By Tim Radford
LONDON, 6 August, 2018 – By the close of the century, the two-fisted assault of extreme heat and humidity could make the North China plain a deadly zone.
As water vapour rises from irrigated farmland, in heat extremes which are likely if humans go on burning ever-greater quantities of fossil fuels, then air temperatures and moisture conditions could become such that outdoor workers could no longer cool by perspiration.
In such circumstances no normal healthy person could survive more than six hours. And since 400 million people already live on the North China plain, by 2070 the consequences of ever-greater temperatures could be devastating, according to new research in the journal Nature Communications.

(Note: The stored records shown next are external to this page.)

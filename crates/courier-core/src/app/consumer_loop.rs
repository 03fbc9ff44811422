//! ConsumerGroup - 1 つの queue を読む worker 群
//!
//! # フロー（1 配送）
//! 1. `IdempotencyStore::is_processed()` で処理済みならそのまま ack
//! 2. event type から handler を引く。無ければ reject（DLQ へ）
//! 3. handler 実行
//!    - Ok → 処理済みを記録して ack
//!    - Retryable → nack（ブローカーがバックオフ後に再配送、上限で DLQ）
//!    - Permanent → reject（即 DLQ）
//!
//! # 並行数
//! worker 1 つにつき未 ack の配送は最大 1 件。worker 数を PREFETCH 以下にすることで
//! 1 consumer あたりの未 ack 数を制限します。

use std::sync::Arc;
use std::time::Duration;

use tokio::task::JoinHandle;
use tokio_util::sync::CancellationToken;
use tracing::{Instrument, Span};

use crate::app::builder::ConsumerApp;
use crate::app::config::ConsumerConfig;
use crate::domain::errors::{BrokerError, HandlerError};
use crate::ports::{Broker, Delivery, IdempotencyStore, NackOutcome};
use crate::topology::PREFETCH;
use crate::typed::MessageContext;

/// receive が失敗したときに次を試すまでの待ち時間
const RECEIVE_BACKOFF: Duration = Duration::from_secs(1);

/// 1 配送をどう決着させたか
#[derive(Debug, Clone, Copy, PartialEq, Eq)]
pub enum Disposition {
    /// handler が成功して ack した
    Acked,
    /// 処理済みだったので handler を呼ばずに ack した
    Duplicate,
    /// nack して `delay` 後に再配送される
    Redelivery { delay: Duration },
    /// DLQ に移った
    DeadLettered,
}

/// 受け取った配送を 1 件処理して ack / nack / reject する
///
/// Err になるのはブローカーへの決着（ack など）が失敗したときだけ。
pub async fn process_delivery(
    app: &ConsumerApp,
    idempotency: &dyn IdempotencyStore,
    delivery: Box<dyn Delivery>,
) -> Result<Disposition, BrokerError> {
    let ctx = MessageContext::new(delivery.message(), delivery.queue(), delivery.attempt());

    match idempotency.is_processed(app.name(), ctx.message_id).await {
        Ok(true) => {
            tracing::debug!(message_id = %ctx.message_id, "duplicate delivery skipped");
            delivery.ack().await?;
            return Ok(Disposition::Duplicate);
        }
        Ok(false) => {}
        Err(e) => {
            tracing::warn!(message_id = %ctx.message_id, error = %e, "idempotency check failed");
            return nack(delivery, &ctx, e.to_string()).await;
        }
    }

    let Some(handler) = app.registry().get(&ctx.event_type) else {
        tracing::error!(
            message_id = %ctx.message_id,
            event_type = %ctx.event_type,
            "no handler for event type, dead-lettering"
        );
        let reason = format!("no handler for event type '{}'", ctx.event_type);
        delivery.reject(reason).await?;
        return Ok(Disposition::DeadLettered);
    };

    let payload = delivery.message().payload.clone();
    match handler.handle_dyn(payload, &ctx).await {
        Ok(()) => {
            if let Err(e) = idempotency.mark_processed(app.name(), ctx.message_id).await {
                tracing::warn!(
                    message_id = %ctx.message_id,
                    error = %e,
                    "failed to record processed message"
                );
            }
            delivery.ack().await?;
            tracing::debug!(message_id = %ctx.message_id, event_type = %ctx.event_type, "message handled");
            Ok(Disposition::Acked)
        }
        Err(HandlerError::Retryable(reason)) => nack(delivery, &ctx, reason).await,
        Err(HandlerError::Permanent(reason)) => {
            tracing::error!(
                message_id = %ctx.message_id,
                correlation_id = %ctx.correlation_id,
                event_type = %ctx.event_type,
                error = %reason,
                "permanent failure, dead-lettering"
            );
            delivery.reject(reason).await?;
            Ok(Disposition::DeadLettered)
        }
    }
}

async fn nack(
    delivery: Box<dyn Delivery>,
    ctx: &MessageContext,
    reason: String,
) -> Result<Disposition, BrokerError> {
    match delivery.nack(reason.clone()).await? {
        NackOutcome::Requeued { delay } => {
            tracing::warn!(
                message_id = %ctx.message_id,
                attempt = ctx.attempt,
                retry_in_ms = delay.as_millis() as u64,
                error = %reason,
                "handler failed, redelivery scheduled"
            );
            Ok(Disposition::Redelivery { delay })
        }
        NackOutcome::DeadLettered => {
            tracing::error!(
                message_id = %ctx.message_id,
                correlation_id = %ctx.correlation_id,
                attempts = ctx.attempt,
                error = %reason,
                "redelivery attempts exhausted, dead-lettered"
            );
            Ok(Disposition::DeadLettered)
        }
    }
}

/// Consumer worker group handle.
/// - `token` をキャンセルすると新しい配送を受け取らなくなる
/// - 実行中の handler は中断しない
pub struct ConsumerGroup {
    token: CancellationToken,
    joins: Vec<JoinHandle<()>>,
}

impl ConsumerGroup {
    /// `config.workers` 個（1..=PREFETCH に丸める）の worker を spawn
    pub fn spawn(
        app: Arc<ConsumerApp>,
        broker: Arc<dyn Broker>,
        idempotency: Arc<dyn IdempotencyStore>,
        config: &ConsumerConfig,
        span: Span,
        token: CancellationToken,
    ) -> Self {
        let workers = config.workers.clamp(1, PREFETCH);
        let joins = (0..workers)
            .map(|worker_id| {
                let worker_span = tracing::info_span!(parent: &span, "consumer_worker", worker_id);
                let app = Arc::clone(&app);
                let broker = Arc::clone(&broker);
                let idempotency = Arc::clone(&idempotency);
                let token = token.clone();
                tokio::spawn(
                    async move { worker_loop(app, broker, idempotency, token).await }
                        .instrument(worker_span),
                )
            })
            .collect();

        span.in_scope(|| {
            tracing::info!(consumer = %app.name(), queue = %app.queue(), workers, "consumer started");
        });
        Self { token, joins }
    }

    pub fn worker_count(&self) -> usize {
        self.joins.len()
    }

    /// Request shutdown for all workers.
    pub fn request_shutdown(&self) {
        self.token.cancel();
    }

    /// Shutdown and wait for all workers.
    pub async fn shutdown_and_join(self) {
        self.request_shutdown();
        for join in self.joins {
            if let Err(e) = join.await {
                tracing::error!(error = %e, "consumer worker panicked");
            }
        }
    }
}

async fn worker_loop(
    app: Arc<ConsumerApp>,
    broker: Arc<dyn Broker>,
    idempotency: Arc<dyn IdempotencyStore>,
    token: CancellationToken,
) {
    loop {
        // receive は待つので shutdown と競合させる
        let received = tokio::select! {
            biased;
            _ = token.cancelled() => break,
            received = broker.receive(app.queue()) => received,
        };

        let delivery = match received {
            Ok(delivery) => delivery,
            Err(e) => {
                tracing::error!(queue = %app.queue(), error = %e, "receive failed");
                tokio::select! {
                    _ = token.cancelled() => break,
                    _ = tokio::time::sleep(RECEIVE_BACKOFF) => continue,
                }
            }
        };

        // ここから先は中断しない（決着をつけてから次の判定）
        if let Err(e) = process_delivery(&app, idempotency.as_ref(), delivery).await {
            tracing::error!(queue = %app.queue(), error = %e, "failed to settle delivery");
        }
    }
    tracing::debug!("consumer worker stopped");
}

Simultaneously, a second study in a separate journal confirms that by 2080 excess deaths from extremes of heat will have risen in the tropics, subtropics and even the temperate zones.
In three of Australia’s great cities, deaths from heat waves will have risen by more than 470%.
The warning for China – which already emits more greenhouse gases than any other nation – is based on what meteorologists call “wet bulb” temperature, the combination of heat and humidity. When this climbs towards the natural body temperatures of humans and other mammals, conditions become dangerous. The North China plain covers 400,000 square kilometres of fertile floodplain irrigated by three great rivers.
The alarm is sounded by Elfatih Eltahir and a colleague at Massachusetts Institute of Technology in the US.
Professor Eltahir first identified the additional hazard of humidity in extremes of heat with a simulation of close-of-the-century temperatures that pinpointed the Gulf region, between Iran and the Arabian peninsula, as the zone where temperatures could become lethal. But the worst extremes would be over water.
A second examination of likely conditions under what climate scientists call the “business-as-usual” scenario, in which nations go on burning fossil fuels and emitting greenhouse gases in ever-increasing quantities, pinpointed Asia as the continent most at risk of lethal heat extremes for the greatest numbers of people.
The latest study is a refinement of the projections, and is based on evidence from the most recent three decades. Warming in the North China region has been double the global average – 0.24°C per decade compared to 0.13°C for the rest of the world. In 2013 there were extremes of heat that lasted for up to 50 days, and maximum temperatures topped 38°C (around the accepted limit for humans).
And the potential lethal factor for the region is likely to be irrigation: rainfall in the north is low, and evaporation from the soil moisture adds around another 0.5°C to local temperatures. Water vapour is itself a greenhouse gas.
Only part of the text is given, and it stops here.